Fundada nos anos 1940, a instituição foi inspirada pela Museu Vivo de Cinema Francês. Desde então, a Cinemateca vinha coletando e preservando filmes, reportagens e filmes publicitários do Brasil e do mundo, garantindo a sobrevivência e difundindo essas obras para que a população possa ter acesso a cultura. São mais de 245 mil rolos, totalizando cerca de 30 mil títulos cujas datas se iniciam em 1910. Em 2016, por conta do estado técnico dos materiais, começou um processo de escaneamento de emergência do alguns filmes.

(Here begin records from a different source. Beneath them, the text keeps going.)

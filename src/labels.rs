//! File review labels.
//!
//! A file's label is a pure function of its annotation set ([`derive_label`]).
//! The label attribute on the remote file record is only a cache of that
//! value: every write path recomputes the label from the annotations it just
//! read or mutated and writes a full [`LabelPatch`] (add the target label,
//! remove the other one), which is idempotent.

use std::collections::HashSet;

use serde::Serialize;
use tokio::sync::Mutex;

use crate::annotations::{AnnotationStatus, TaggedAnnotation};
use crate::api::DiagramApi;
use crate::error::ApiError;
use crate::models::FileId;

/// Definition of a label in the label store.
#[derive(Debug, Clone, Copy, PartialEq, Eq, Serialize)]
#[serde(rename_all = "camelCase")]
pub struct LabelDefinition {
    pub external_id: &'static str,
    pub name: &'static str,
    pub description: &'static str,
}

pub const PENDING_LABEL: LabelDefinition = LabelDefinition {
    external_id: "Pending interactive engineering diagram",
    name: "Pending interactive engineering diagram",
    description: "Diagrams that have this label have been contextualized but the detected tags have not been approved yet.",
};

pub const INTERACTIVE_LABEL: LabelDefinition = LabelDefinition {
    external_id: "Interactive engineering diagram",
    name: "Interactive engineering diagram",
    description: "Diagrams that have this label have been contextualized and the detected tags have been approved.",
};

#[derive(Debug, Clone, Copy, PartialEq, Eq, Serialize)]
#[serde(rename_all = "camelCase")]
pub enum FileLabel {
    NoTags,
    Pending,
    Interactive,
}

impl FileLabel {
    pub fn as_str(&self) -> &'static str {
        match self {
            FileLabel::NoTags => "no tags",
            FileLabel::Pending => "pending",
            FileLabel::Interactive => "interactive",
        }
    }

    /// Read the cached label off a file record's label list.
    pub fn from_file_labels(labels: &[String]) -> Self {
        if labels.iter().any(|l| l == PENDING_LABEL.external_id) {
            FileLabel::Pending
        } else if labels.iter().any(|l| l == INTERACTIVE_LABEL.external_id) {
            FileLabel::Interactive
        } else {
            FileLabel::NoTags
        }
    }
}

/// Pending wins over confirmed; with neither the file has no tags.
pub fn derive_label_from_statuses<I>(statuses: I) -> FileLabel
where
    I: IntoIterator<Item = AnnotationStatus>,
{
    let mut confirmed = false;
    for status in statuses {
        match status {
            AnnotationStatus::Pending => return FileLabel::Pending,
            AnnotationStatus::Confirmed => confirmed = true,
            AnnotationStatus::Discarded => {}
        }
    }
    if confirmed {
        FileLabel::Interactive
    } else {
        FileLabel::NoTags
    }
}

pub fn derive_label(annotations: &[TaggedAnnotation]) -> FileLabel {
    derive_label_from_statuses(annotations.iter().map(TaggedAnnotation::status))
}

/// Label changes for one file record.
#[derive(Debug, Clone, PartialEq, Eq, Serialize)]
#[serde(rename_all = "camelCase")]
pub struct LabelPatch {
    pub file_id: FileId,
    pub add: Vec<String>,
    pub remove: Vec<String>,
}

impl LabelPatch {
    /// The full patch that makes a file's cached label equal `label`.
    pub fn towards(file_id: FileId, label: FileLabel) -> Self {
        let pending = PENDING_LABEL.external_id.to_string();
        let interactive = INTERACTIVE_LABEL.external_id.to_string();
        let (add, remove) = match label {
            FileLabel::Pending => (vec![pending], vec![interactive]),
            FileLabel::Interactive => (vec![interactive], vec![pending]),
            FileLabel::NoTags => (vec![], vec![pending, interactive]),
        };
        Self {
            file_id,
            add,
            remove,
        }
    }

    /// Apply to a local label list, as the file store does.
    pub fn apply(&self, labels: &mut Vec<String>) {
        labels.retain(|l| !self.remove.contains(l));
        for l in &self.add {
            if !labels.contains(l) {
                labels.push(l.clone());
            }
        }
    }

    /// The label definition that must exist before this patch is written.
    pub fn required_definition(&self) -> Option<LabelDefinition> {
        self.add.first().map(|l| {
            if l == PENDING_LABEL.external_id {
                PENDING_LABEL
            } else {
                INTERACTIVE_LABEL
            }
        })
    }
}

/// Label definitions already ensured during the current run or command.
///
/// The set stays locked while a definition is being ensured, so concurrent
/// writers of the same run wait for the first one instead of racing it.
#[derive(Default)]
pub struct EnsuredLabels(Mutex<HashSet<&'static str>>);

impl EnsuredLabels {
    async fn ensure(&self, api: &dyn DiagramApi, def: &LabelDefinition) -> Result<(), ApiError> {
        let mut ensured = self.0.lock().await;
        if !ensured.contains(def.external_id) {
            api.ensure_label(def).await?;
            ensured.insert(def.external_id);
        }
        Ok(())
    }
}

/// Push `label` to the file record, creating its definition first if this
/// run has not done so yet.
pub async fn write_label(
    api: &dyn DiagramApi,
    ensured: &EnsuredLabels,
    file_id: FileId,
    label: FileLabel,
) -> Result<(), ApiError> {
    let patch = LabelPatch::towards(file_id, label);
    if let Some(def) = patch.required_definition() {
        ensured.ensure(api, &def).await?;
    }
    api.update_file_labels(std::slice::from_ref(&patch)).await?;
    tracing::debug!(file_id, label = label.as_str(), "file label written");
    Ok(())
}

#[cfg(test)]
mod tests {
    use super::*;
    use crate::annotations::tests::{api, event};
    use crate::annotations::{ApiStatus, EventStatus};
    use crate::annotations::AnnotationStatus::*;

    #[test]
    fn empty_set_has_no_tags() {
        assert_eq!(derive_label(&[]), FileLabel::NoTags);
    }

    #[test]
    fn any_pending_means_pending() {
        assert_eq!(derive_label_from_statuses([Confirmed, Pending]), FileLabel::Pending);
        assert_eq!(derive_label_from_statuses([Discarded, Pending]), FileLabel::Pending);
    }

    #[test]
    fn confirmed_without_pending_is_interactive() {
        assert_eq!(
            derive_label_from_statuses([Confirmed, Discarded]),
            FileLabel::Interactive
        );
    }

    #[test]
    fn only_discarded_has_no_tags() {
        assert_eq!(derive_label_from_statuses([Discarded, Discarded]), FileLabel::NoTags);
    }

    #[test]
    fn mixed_sources_derive_together() {
        let set = vec![
            event(1, EventStatus::Verified, Some(2)),
            api(2, ApiStatus::Rejected, 3),
        ];
        assert_eq!(derive_label(&set), FileLabel::Interactive);
    }

    #[test]
    fn patch_converges_from_any_label() {
        for start in [
            vec![],
            vec![PENDING_LABEL.external_id.to_string()],
            vec![INTERACTIVE_LABEL.external_id.to_string(), "other".to_string()],
        ] {
            for target in [FileLabel::NoTags, FileLabel::Pending, FileLabel::Interactive] {
                let mut labels = start.clone();
                let patch = LabelPatch::towards(1, target);
                patch.apply(&mut labels);
                patch.apply(&mut labels);
                assert_eq!(FileLabel::from_file_labels(&labels), target);
                let both = labels
                    .iter()
                    .filter(|l| {
                        *l == PENDING_LABEL.external_id || *l == INTERACTIVE_LABEL.external_id
                    })
                    .count();
                assert!(both <= 1);
            }
        }
    }

    #[tokio::test]
    async fn write_label_creates_definition_once() {
        let api = crate::memory::InMemoryApi::new();
        api.add_file(1, &[]);
        let ensured = EnsuredLabels::default();
        write_label(&api, &ensured, 1, FileLabel::Pending).await.unwrap();
        write_label(&api, &ensured, 1, FileLabel::Interactive).await.unwrap();
        assert!(api.has_label_definition(PENDING_LABEL.external_id));
        assert_eq!(
            api.labels_for(1),
            vec![INTERACTIVE_LABEL.external_id.to_string()]
        );
    }

    #[tokio::test]
    async fn concurrent_writers_ensure_definition_once() {
        let api = crate::memory::InMemoryApi::new();
        api.add_file(1, &[]);
        api.add_file(2, &[]);
        let ensured = EnsuredLabels::default();
        let (a, b) = tokio::join!(
            write_label(&api, &ensured, 1, FileLabel::Pending),
            write_label(&api, &ensured, 2, FileLabel::Pending),
        );
        a.unwrap();
        b.unwrap();
        assert_eq!(api.label_ensure_count(), 1);
        assert_eq!(api.labels_for(1), vec![PENDING_LABEL.external_id.to_string()]);
        assert_eq!(api.labels_for(2), vec![PENDING_LABEL.external_id.to_string()]);
    }

    #[test]
    fn no_tags_patch_needs_no_definition() {
        assert_eq!(LabelPatch::towards(1, FileLabel::NoTags).required_definition(), None);
        assert_eq!(
            LabelPatch::towards(1, FileLabel::Pending).required_definition(),
            Some(PENDING_LABEL)
        );
    }
}
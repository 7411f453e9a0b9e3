//! # Diagram Contextualizer
//!
//! Job orchestration and annotation reconciliation for interactive
//! engineering diagrams.
//!
//! Given a selection of diagrams and candidate resources (assets and files),
//! the crate submits detection jobs in bounded chunks, polls them
//! concurrently, merges per-file results into a dual-source annotation
//! store without duplicates, keeps each file's review label in sync with its
//! annotations, and runs bulk review and per-file export commands.
//!
//! ## Architecture
//!
//! ```text
//! ┌──────────────┐   ┌─────────────┐   ┌─────────────┐   ┌──────────────┐
//! │  Workflow    │──▶│ JobBatcher  │──▶│  JobPoller  │──▶│ Reconcile    │
//! │ (selection)  │   │  (chunks)   │   │ (per chunk) │   │ (per file)   │
//! └──────┬───────┘   └─────────────┘   └─────────────┘   └──────┬───────┘
//!        │ status fold                                          │ labels
//!        ▼                                                      ▼
//! ┌──────────────┐                  ┌───────────────────────────────────┐
//! │  Aggregate   │                  │ DiagramApi (HTTP / in-memory)     │
//! │  status      │                  │ detect · annotations · files      │
//! └──────────────┘                  └──────────────▲────────────────────┘
//!                                                  │
//!                        ┌─────────────────────────┴──────┐
//!                        │ Review (approve/reject/clear)  │
//!                        │ Export (convert per file)      │
//!                        └────────────────────────────────┘
//! ```
//!
//! ## Quick Start
//!
//! ```bash
//! dgx plan --workflow ./workflow.json     # offline chunk plan
//! dgx run --workflow ./workflow.json      # detect + reconcile
//! dgx approve 101 102                     # confirm pending tags
//! dgx export 101 --prefix shared          # render with confirmed tags
//! ```
//!
//! ## Modules
//!
//! | Module | Purpose |
//! |--------|---------|
//! | [`config`] | TOML configuration parsing |
//! | [`models`] | Core data types and wire shapes |
//! | [`error`] | API and pipeline error taxonomy |
//! | [`annotations`] | Dual-source annotation model and status normalization |
//! | [`entity`] | Resources to detection entities |
//! | [`labels`] | Label derivation and label patches |
//! | [`api`] | External service trait |
//! | [`http`] | REST implementation of the service |
//! | [`memory`] | In-memory implementation of the service |
//! | [`batcher`] | Chunking and idempotent submission |
//! | [`poller`] | Per-job poll loop |
//! | [`reconcile`] | Merging detections into annotations |
//! | [`review`] | Approve / reject / clear |
//! | [`export`] | Per-file export jobs |
//! | [`status`] | Aggregate workflow status |
//! | [`workflow`] | Workflow aggregate and runner |
//! | [`progress`] | Progress reporting on stderr |

pub mod annotations;
pub mod api;
pub mod batcher;
pub mod config;
pub mod entity;
pub mod error;
pub mod export;
pub mod http;
pub mod labels;
pub mod memory;
pub mod models;
pub mod poller;
pub mod progress;
pub mod reconcile;
pub mod review;
pub mod status;
pub mod workflow;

O trabalho da instituição é tão fantástico que chamou a atenção da lenda dos cinemas e fã de Glauber Rocha, Martin Scorsese. Em 2010, a Fundação do Cinema Mundial, criada por Scorsese, ajudou a Cinemateca na restauração do filme Limite, de 1931. Dirigido por Mário Peixoto, o longa é um dos filmes mais importantes da história do cinema mudo brasileiro. Anos mais tarde, foi a vez de Pixote: A Lei do Mais Fraco (1980) ser restaurado pela fundação de Scorsese.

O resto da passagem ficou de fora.